Allein im vergangenen Jahr wurden 66 Veranstaltungen und andere Aktivitäten mit 1160 Teilnehmern, vorbereitet und durchgeführt. Die Besucher der öffentlichen Veranstaltungen würden sich etwa zur Hälfte aus Stammpublikum zusammensetzen und zum anderen Teil aus Gästen, die speziell zum Thema, zum Künstler oder Schriftsteller in die Stadtbibliothek oder sogar nach Geithain kommen. "So entsteht immer wieder eine neue interessante Atmosphäre und Mischung, und fast immer ergibt sich auch ein Gespräch", ist Ramona Kratz zufrieden. Tradition ist seit Jahren, dass Veranstaltungen jeweils in einem Halbjahresprogramm gebündelt werden. "Das wird nachgefragt und die Besucher freuen sich darauf", erklärt die Bibliothekarin.

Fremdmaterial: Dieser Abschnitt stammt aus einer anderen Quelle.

struct SpillState {
    path: PathBuf,
    file: Option<BufWriter<File>>,
    bytes_written: u64,
    /// (byte offset, element count) per sorted chunk.
    chunks: Vec<(u64, u64)>,
}

struct Partition {
    stripes: Vec<Mutex<AHashMap<Vec<Value>, Vec<Box<dyn AggregateValue>>>>>,
    num_keys: AtomicUsize,
    spill: Mutex<SpillState>,
}

impl Partition {
    fn new(spill_path: PathBuf) -> Partition {
        Partition {
            stripes: (0..NUM_STRIPES)
                .map(|_| Mutex::new(AHashMap::with_hasher(crate::values::map_state())))
                .collect(),
            num_keys: AtomicUsize::new(0),
            spill: Mutex::new(SpillState {
                path: spill_path,
                file: None,
                bytes_written: 0,
                chunks: Vec::new(),
            }),
        }
    }
}

pub struct GroupbyContainer {
    num_keys: usize,
    specs: Vec<AggregatorSpec>,
    partitions: Vec<Partition>,
    max_buffer_size: usize,
}

impl GroupbyContainer {
    pub fn new(
        ctx: &EngineContext,
        num_keys: usize,
        specs: Vec<AggregatorSpec>,
        num_partitions: usize,
    ) -> GroupbyContainer {
        let partitions = (0..num_partitions)
            .map(|p| Partition::new(ctx.scratch_prefix(&format!("groupby-p{p:04}"))))
            .collect();
        GroupbyContainer {
            num_keys,
            specs,
            partitions,
            max_buffer_size: ctx.config().groupby_max_buffer_size,
        }
    }

    pub fn num_partitions(&self) -> usize {
        self.partitions.len()
    }

    /// Fold one row. The first `num_keys` values are the group key; the
    /// rest are addressed by each aggregator's input column positions.
    pub fn add(&self, row: &[Value]) -> Result<()> {
        let key = &row[..self.num_keys];
        let hash = key_hash(key);
        let partition_id =
            ((hash as u128 * self.partitions.len() as u128) >> 64) as usize;
        let partition = &self.partitions[partition_id];
        let stripe = &partition.stripes[(hash as usize) & (NUM_STRIPES - 1)];

        let mut new_key = false;
        {
            let mut groups = stripe.lock();
            if !groups.contains_key(key) {
                new_key = true;
                groups.insert(
                    key.to_vec(),
                    self.specs.iter().map(|s| s.template.new_instance()).collect(),
                );
            }
            let aggs = groups
                .get_mut(key)
                .ok_or_else(|| SframeError::new("Group vanished from stripe"))?;
            for (agg, spec) in aggs.iter_mut().zip(&self.specs) {
                let inputs: Vec<&Value> =
                    spec.input_columns.iter().map(|&idx| &row[idx]).collect();
                agg.add_element(&inputs)?;
            }
        }

        if new_key {
            let total = partition.num_keys.fetch_add(1, AtomicOrdering::Relaxed) + 1;
            if total > self.max_buffer_size {
                self.flush_partition(partition_id)?;
            }
        }
        Ok(())
    }

    /// Drain a partition's in-memory groups into a sorted spill chunk.
    fn flush_partition(&self, partition_id: usize) -> Result<()> {
        let partition = &self.partitions[partition_id];
        let mut spill = partition.spill.lock();

        // Another thread may have flushed while we waited on the lock.
        if partition.num_keys.load(AtomicOrdering::Relaxed) <= self.max_buffer_size {
            return Ok(());
        }

        let elements = drain_partition(partition);
        if elements.is_empty() {
            return Ok(());
        }
        debug!(partition_id, keys = elements.len(), "spilling groupby partition");

        if spill.file.is_none() {
            let file = OpenOptions::new()
                .write(true)
                .create_new(true)
                .open(&spill.path)
                .context_fn(|| format!("Creating groupby spill file '{}'", spill.path.display()))?;
            spill.file = Some(BufWriter::new(file));
        }
        let chunk_offset = spill.bytes_written;
        let out = spill.file.as_mut().ok_or_else(|| SframeError::new("Missing spill file"))?;
        let mut buf = Vec::new();
        let mut written = 0u64;
        for element in &elements {
            buf.clear();
            element.write(&mut buf)?;
            out.write_all(&buf)?;
            written += buf.len() as u64;
        }
        spill.bytes_written += written;
        spill.chunks.push((chunk_offset, elements.len() as u64));
        Ok(())
    }

    /// Merge every partition's chunks and write each partition into its
    /// matching output segment, in parallel across partitions. `outputs`
    /// must have one entry per partition; emitted rows are key values
    /// followed by one value per aggregator, sorted by key within the
    /// segment. The outputs come back for returning to the writer.
    pub fn finalize(
        self,
        outputs: Vec<SframeSegmentOutput>,
    ) -> Result<Vec<SframeSegmentOutput>> {
        debug_assert_eq!(self.partitions.len(), outputs.len());
        let GroupbyContainer {
            num_keys,
            specs,
            partitions,
            ..
        } = self;

        let parts: Vec<Mutex<Option<Partition>>> =
            partitions.into_iter().map(|p| Mutex::new(Some(p))).collect();
        let outs: Vec<Mutex<Option<SframeSegmentOutput>>> =
            outputs.into_iter().map(|o| Mutex::new(Some(o))).collect();

        crate::util::parallel_for(parts.len(), |p| {
            let partition = parts[p]
                .lock()
                .take()
                .ok_or_else(|| SframeError::new("Partition taken twice"))?;
            let mut output = outs[p]
                .lock()
                .take()
                .ok_or_else(|| SframeError::new("Segment output taken twice"))?;
            merge_partition(partition, &specs, num_keys, &mut output)?;
            *outs[p].lock() = Some(output);
            Ok(())
        })?;

        outs.into_iter()
            .map(|slot| {
                slot.into_inner()
                    .ok_or_else(|| SframeError::new("Segment output missing after merge"))
            })
            .collect()
    }
}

Saison für Lesungen und Ausstellungseröffnungen seien traditionell der Herbst und das Frühjahr.

Das Herbstprogramm ist dieses Mal wegen des Jubiläums etwas üppiger ausgefallen, Start war Anfang September. "Wir freuen uns ganz besonders über die Zusage von Michael Hametner", erzählt Ramona Kratz. Den Literaturredakteur beim Radiosender MDR-Figaro einzuladen, sei ein lang gehegter Wunsch gewesen. Er kenne die Literaturszene sehr gut und sehr lange, sei sehr kundig und stamme aus der Region. "Unsere Bibliotheksbesucher hören viel Figaro, hören Literatursendungen und Hörspiele, fragen dort ausgesprochene Empfehlungen nach", erzählt die Bibliothekarin. Eine Literaturveranstaltung als Überblick zur Literatur-Szene soll es werden - von einem Experten. "Wir freuen uns, mit ihm ins Gespräch zu kommen."

Die Veranstaltung ist besonderer Auftakt der aktuellen Saison von Büchergesprächen, sie richtet sich an alle, die Hametner kennen und kennenlernen wollen - an alle, die sich für aktuelle Literatur interessieren.

Den Auftakt zur "Vorlesezeit" gestaltet Geschichtenerzähler Uwe Hilbig. "Das mündliche Überliefern von Geschichten ist die Tradition und sollte gepflegt werden", betont Kratz. Jeder kann sich jeweils bei der Vorlesezeit Geschichten anhören, er braucht kein Leser zu sein. "Uns liegt am Herzen, dass auch Kinder kommen, denen sonst nicht so viel vorgelesen wird", erklärt sie.